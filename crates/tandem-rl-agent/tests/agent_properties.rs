//! Properties of agent composition that hold for any member configuration

use proptest::prelude::*;

use tandem_rl_agent::{
    ActorCriticAlgorithm, ActorCriticConfig, Agent, AgentBuilder, AgentConfig, IcmAlgorithm,
    IcmConfig, InfoOf, Member, RewardComposer,
};
use tandem_rl_core::tensor::{self, stack_steps};
use tandem_rl_core::{
    ActionSpec, Algorithm, CuriosityModule, MemorySink, OptimizerConfig, RlAlgorithm, Tensor,
    TimeStep, TrainingInfo,
};

const FEATURES: usize = 2;
const BATCH: usize = 3;

fn agent(seed: u64, curiosity: bool, entropy_target: bool) -> Agent<ActorCriticAlgorithm> {
    let builder = AgentBuilder::new(ActionSpec::discrete(3))
        .config(AgentConfig {
            optimizer: Some(OptimizerConfig::adam(1e-3)),
            enforce_entropy_target: entropy_target,
            ..AgentConfig::default()
        });
    let builder = if curiosity {
        builder.curiosity(
            IcmAlgorithm::new(
                &ActionSpec::discrete(3),
                FEATURES,
                IcmConfig {
                    seed,
                    ..IcmConfig::default()
                },
            )
            .unwrap(),
        )
    } else {
        builder
    };
    builder
        .build(|spec| {
            ActorCriticAlgorithm::new(
                spec,
                FEATURES,
                ActorCriticConfig {
                    seed,
                    ..ActorCriticConfig::default()
                },
            )
        })
        .unwrap()
}

fn observation(t: usize, phase: f32) -> Tensor {
    tensor::from_shape_vec(
        &[BATCH, FEATURES],
        (0..BATCH * FEATURES)
            .map(|v| (v as f32 * 0.3 + t as f32 + phase).cos())
            .collect(),
    )
    .unwrap()
}

fn collect(
    agent: &mut Agent<ActorCriticAlgorithm>,
    steps: usize,
    phase: f32,
    rewards: &[f32],
) -> TrainingInfo<InfoOf<ActorCriticAlgorithm, IcmAlgorithm>> {
    let mut state = agent.initial_train_state(BATCH);
    let mut time_step = TimeStep::first(observation(0, phase));
    let mut records = Vec::with_capacity(steps);
    for t in 0..steps {
        let out = agent.rollout(&time_step, &state, false).unwrap();
        records.push(TrainingInfo::from_step(&time_step, out.action.clone(), out.info));
        state = out.state;
        let reward = tensor::from_shape_vec(&[BATCH], vec![rewards[t % rewards.len()]; BATCH])
            .unwrap();
        time_step = TimeStep::transition(
            observation(t + 1, phase),
            out.action,
            reward,
            &[false, t % 2 == 1, false],
        );
    }
    stack_steps(&records).unwrap()
}

proptest! {
    #![proptest_config(ProptestConfig::with_cases(32))]

    #[test]
    fn test_composed_reward_is_weighted_sum(
        pairs in prop::collection::vec((-10.0f32..10.0, 0.0f32..5.0), 1..16),
        extrinsic_coef in 0.0f32..3.0,
        intrinsic_coef in 0.0f32..3.0,
    ) {
        let (external, intrinsic): (Vec<f32>, Vec<f32>) = pairs.into_iter().unzip();
        let n = external.len();
        let external = tensor::from_shape_vec(&[n], external).unwrap();
        let intrinsic = tensor::from_shape_vec(&[n], intrinsic).unwrap();
        let sink = MemorySink::new();

        let composed = RewardComposer::new(extrinsic_coef, intrinsic_coef)
            .compose(&external, Some(&intrinsic), &sink)
            .unwrap();

        prop_assert!(composed.is_modified());
        for i in 0..n {
            let expected = extrinsic_coef * external[[i]] + intrinsic_coef * intrinsic[[i]];
            prop_assert!((composed.reward()[[i]] - expected).abs() < 1e-4);
        }
        prop_assert_eq!(sink.tags(), vec!["reward/icm".to_string(), "reward/overall".to_string()]);
    }

    #[test]
    fn test_agent_loss_is_sum_of_member_losses(
        seed in 0u64..1000,
        steps in 2usize..6,
        phase in 0.0f32..3.0,
        rewards in prop::collection::vec(-1.0f32..1.0, 1..4),
        curiosity in any::<bool>(),
        entropy_target in any::<bool>(),
    ) {
        let mut agent = agent(seed, curiosity, entropy_target);
        let batch = collect(&mut agent, steps, phase, &rewards);
        let loss = agent.calc_loss(&batch).unwrap();

        let reward = agent
            .calc_training_reward(&batch.reward, &batch.info)
            .unwrap()
            .into_owned();
        let rl_batch = batch.with_reward(reward).with_info(batch.info.rl.clone());
        let mut expected = agent.rl().calc_loss(&rl_batch).unwrap().total();
        if let (Some(icm), Some(info)) = (agent.icm(), &batch.info.icm) {
            expected += icm.calc_loss(info).unwrap().total();
        }
        if let (Some(et), Some(info)) = (agent.entropy_target(), &batch.info.entropy_target) {
            expected += et.calc_loss(info).unwrap().total();
        }

        prop_assert!((loss.total() - expected).abs() < 1e-4);
        prop_assert_eq!(loss.extra.icm.is_some(), curiosity);
        prop_assert_eq!(loss.extra.entropy_target.is_some(), entropy_target);
    }

    #[test]
    fn test_groups_follow_member_optimizers(
        rl_own in any::<bool>(),
        icm_own in any::<bool>(),
    ) {
        let own = |flag: bool| flag.then(|| OptimizerConfig::sgd(0.01));
        let icm = IcmAlgorithm::new(
            &ActionSpec::discrete(2),
            FEATURES,
            IcmConfig {
                optimizer: own(icm_own),
                ..IcmConfig::default()
            },
        )
        .unwrap();
        let agent = AgentBuilder::new(ActionSpec::discrete(2))
            .curiosity(icm)
            .enforce_entropy_target(true)
            .build(|spec| {
                ActorCriticAlgorithm::new(
                    spec,
                    FEATURES,
                    ActorCriticConfig {
                        optimizer: own(rl_own),
                        ..ActorCriticConfig::default()
                    },
                )
            })
            .unwrap();

        let registry = agent.registry();
        prop_assert_eq!(registry.len(), 1 + usize::from(rl_own) + usize::from(icm_own));
        prop_assert_eq!(registry.group_of(Member::Encoder), Some(0));
        prop_assert_eq!(registry.group_of(Member::EntropyTarget), Some(0));
        prop_assert_eq!(registry.group_of(Member::Rl) == Some(0), !rl_own);
        prop_assert_eq!(registry.group_of(Member::Icm) == Some(0), !icm_own);
        prop_assert!(agent.rl().optimizer().is_some() == rl_own);
    }
}

#[test]
fn test_training_reduces_curiosity_loss() {
    let mut agent = agent(3, true, true);
    let batch = collect(&mut agent, 5, 0.5, &[0.5, -0.5]);
    let icm_loss = |agent: &Agent<ActorCriticAlgorithm>| {
        agent
            .icm()
            .unwrap()
            .calc_loss(batch.info.icm.as_ref().unwrap())
            .unwrap()
            .total()
    };
    let before = icm_loss(&agent);
    for _ in 0..50 {
        agent.train_complete(&batch).unwrap();
    }
    assert!(icm_loss(&agent) < before);
}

==================================================

Every line of the listing needs to be written out exactly.

**RESULT OF THIS EXERCISE**:
filename crates/tandem-rl-agent/tests/agent_properties.rs
//! Properties of agent composition that hold for any member configuration

use proptest::prelude::*;

use tandem_rl_agent::{
    ActorCriticAlgorithm, ActorCriticConfig, Agent, AgentBuilder, AgentConfig, IcmAlgorithm,
    IcmConfig, InfoOf, Member, RewardComposer,
};
use tandem_rl_core::tensor::{self, stack_steps};
use tandem_rl_core::{
    ActionSpec, Algorithm, CuriosityModule, MemorySink, OptimizerConfig, RlAlgorithm, Tensor,
    TimeStep, TrainingInfo,
};

const FEATURES: usize = 2;
const BATCH: usize = 3;

fn agent(seed: u64, curiosity: bool, entropy_target: bool) -> Agent<ActorCriticAlgorithm> {
    let builder = AgentBuilder::new(ActionSpec::discrete(3))
        .config(AgentConfig {
            optimizer: Some(OptimizerConfig::adam(1e-3)),
            enforce_entropy_target: entropy_target,
            ..AgentConfig::default()
        });
    let builder = if curiosity {
        builder.curiosity(
            IcmAlgorithm::new(
                &ActionSpec::discrete(3),
                FEATURES,
                IcmConfig {
                    seed,
                    ..IcmConfig::default()
                },
            )
            .unwrap(),
        )
    } else {
        builder
    };
    builder
        .build(|spec| {
            ActorCriticAlgorithm::new(
                spec,
                FEATURES,
                ActorCriticConfig {
                    seed,
                    ..ActorCriticConfig::default()
                },
            )
        })
        .unwrap()
}

fn observation(t: usize, phase: f32) -> Tensor {
    tensor::from_shape_vec(
        &[BATCH, FEATURES],
        (0..BATCH * FEATURES)
            .map(|v| (v as f32 * 0.3 + t as f32 + phase).cos())
            .collect(),
    )
    .unwrap()
}

fn collect(
    agent: &mut Agent<ActorCriticAlgorithm>,
    steps: usize,
    phase: f32,
    rewards: &[f32],
) -> TrainingInfo<InfoOf<ActorCriticAlgorithm, IcmAlgorithm>> {
    let mut state = agent.initial_train_state(BATCH);
    let mut time_step = TimeStep::first(observation(0, phase));
    let mut records = Vec::with_capacity(steps);
    for t in 0..steps {
        let out = agent.rollout(&time_step, &state, false).unwrap();
        records.push(TrainingInfo::from_step(&time_step, out.action.clone(), out.info));
        state = out.state;
        let reward = tensor::from_shape_vec(&[BATCH], vec![rewards[t % rewards.len()]; BATCH])
            .unwrap();
        time_step = TimeStep::transition(
            observation(t + 1, phase),
            out.action,
            reward,
            &[false, t % 2 == 1, false],
        );
    }
    stack_steps(&records).unwrap()
}

proptest! {
    #![proptest_config(ProptestConfig::with_cases(32))]

    #[test]
    fn test_composed_reward_is_weighted_sum(
        pairs in prop::collection::vec((-10.0f32..10.0, 0.0f32..5.0), 1..16),
        extrinsic_coef in 0.0f32..3.0,
        intrinsic_coef in 0.0f32..3.0,
    ) {
        let (external, intrinsic): (Vec<f32>, Vec<f32>) = pairs.into_iter().unzip();
        let n = external.len();
        let external = tensor::from_shape_vec(&[n], external).unwrap();
        let intrinsic = tensor::from_shape_vec(&[n], intrinsic).unwrap();
        let sink = MemorySink::new();

        let composed = RewardComposer::new(extrinsic_coef, intrinsic_coef)
            .compose(&external, Some(&intrinsic), &sink)
            .unwrap();

        prop_assert!(composed.is_modified());
        for i in 0..n {
            let expected = extrinsic_coef * external[[i]] + intrinsic_coef * intrinsic[[i]];
            prop_assert!((composed.reward()[[i]] - expected).abs() < 1e-4);
        }
        prop_assert_eq!(sink.tags(), vec!["reward/icm".to_string(), "reward/overall".to_string()]);
    }

    #[test]
    fn test_agent_loss_is_sum_of_member_losses(
        seed in 0u64..1000,
        steps in 2usize..6,
        phase in 0.0f32..3.0,
        rewards in prop::collection::vec(-1.0f32..1.0, 1..4),
        curiosity in any::<bool>(),
        entropy_target in any::<bool>(),
    ) {
        let mut agent = agent(seed, curiosity, entropy_target);
        let batch = collect(&mut agent, steps, phase, &rewards);
        let loss = agent.calc_loss(&batch).unwrap();

        let reward = agent
            .calc_training_reward(&batch.reward, &batch.info)
            .unwrap()
            .into_owned();
        let rl_batch = batch.with_reward(reward).with_info(batch.info.rl.clone());
        let mut expected = agent.rl().calc_loss(&rl_batch).unwrap().total();
        if let (Some(icm), Some(info)) = (agent.icm(), &batch.info.icm) {
            expected += icm.calc_loss(info).unwrap().total();
        }
        if let (Some(et), Some(info)) = (agent.entropy_target(), &batch.info.entropy_target) {
            expected += et.calc_loss(info).unwrap().total();
        }

        prop_assert!((loss.total() - expected).abs() < 1e-4);
        prop_assert_eq!(loss.extra.icm.is_some(), curiosity);
        prop_assert_eq!(loss.extra.entropy_target.is_some(), entropy_target);
    }

    #[test]
    fn test_groups_follow_member_optimizers(
        rl_own in any::<bool>(),
        icm_own in any::<bool>(),
    ) {
        let own = |flag: bool| flag.then(|| OptimizerConfig::sgd(0.01));
        let icm = IcmAlgorithm::new(
            &ActionSpec::discrete(2),
            FEATURES,
            IcmConfig {
                optimizer: own(icm_own),
                ..IcmConfig::default()
            },
        )
        .unwrap();
        let agent = AgentBuilder::new(ActionSpec::discrete(2))
            .curiosity(icm)
            .enforce_entropy_target(true)
            .build(|spec| {
                ActorCriticAlgorithm::new(
                    spec,
                    FEATURES,
                    ActorCriticConfig {
                        optimizer: own(rl_own),
                        ..ActorCriticConfig::default()
                    },
                )
            })
            .unwrap();

        let registry = agent.registry();
        prop_assert_eq!(registry.len(), 1 + usize::from(rl_own) + usize::from(icm_own));
        prop_assert_eq!(registry.group_of(Member::Encoder), Some(0));
        prop_assert_eq!(registry.group_of(Member::EntropyTarget), Some(0));
        prop_assert_eq!(registry.group_of(Member::Rl) == Some(0), !rl_own);
        prop_assert_eq!(registry.group_of(Member::Icm) == Some(0), !icm_own);
        prop_assert!(agent.rl().optimizer().is_some() == rl_own);
    }
}

#[test]
fn test_training_reduces_curiosity_loss() {
    let mut agent = agent(3, true, true);
    let batch = collect(&mut agent, 5, 0.5, &[0.5, -0.5]);
    let icm_loss = |agent: &Agent<ActorCriticAlgorithm>| {
        agent
            .icm()
            .unwrap()
            .calc_loss(batch.info.icm.as_ref().unwrap())
            .unwrap()
            .total()
    };
    let before = icm_loss(&agent);
    for _ in 0..50 {
        agent.train_complete(&batch).unwrap();
    }
    assert!(icm_loss(&agent) < before);
}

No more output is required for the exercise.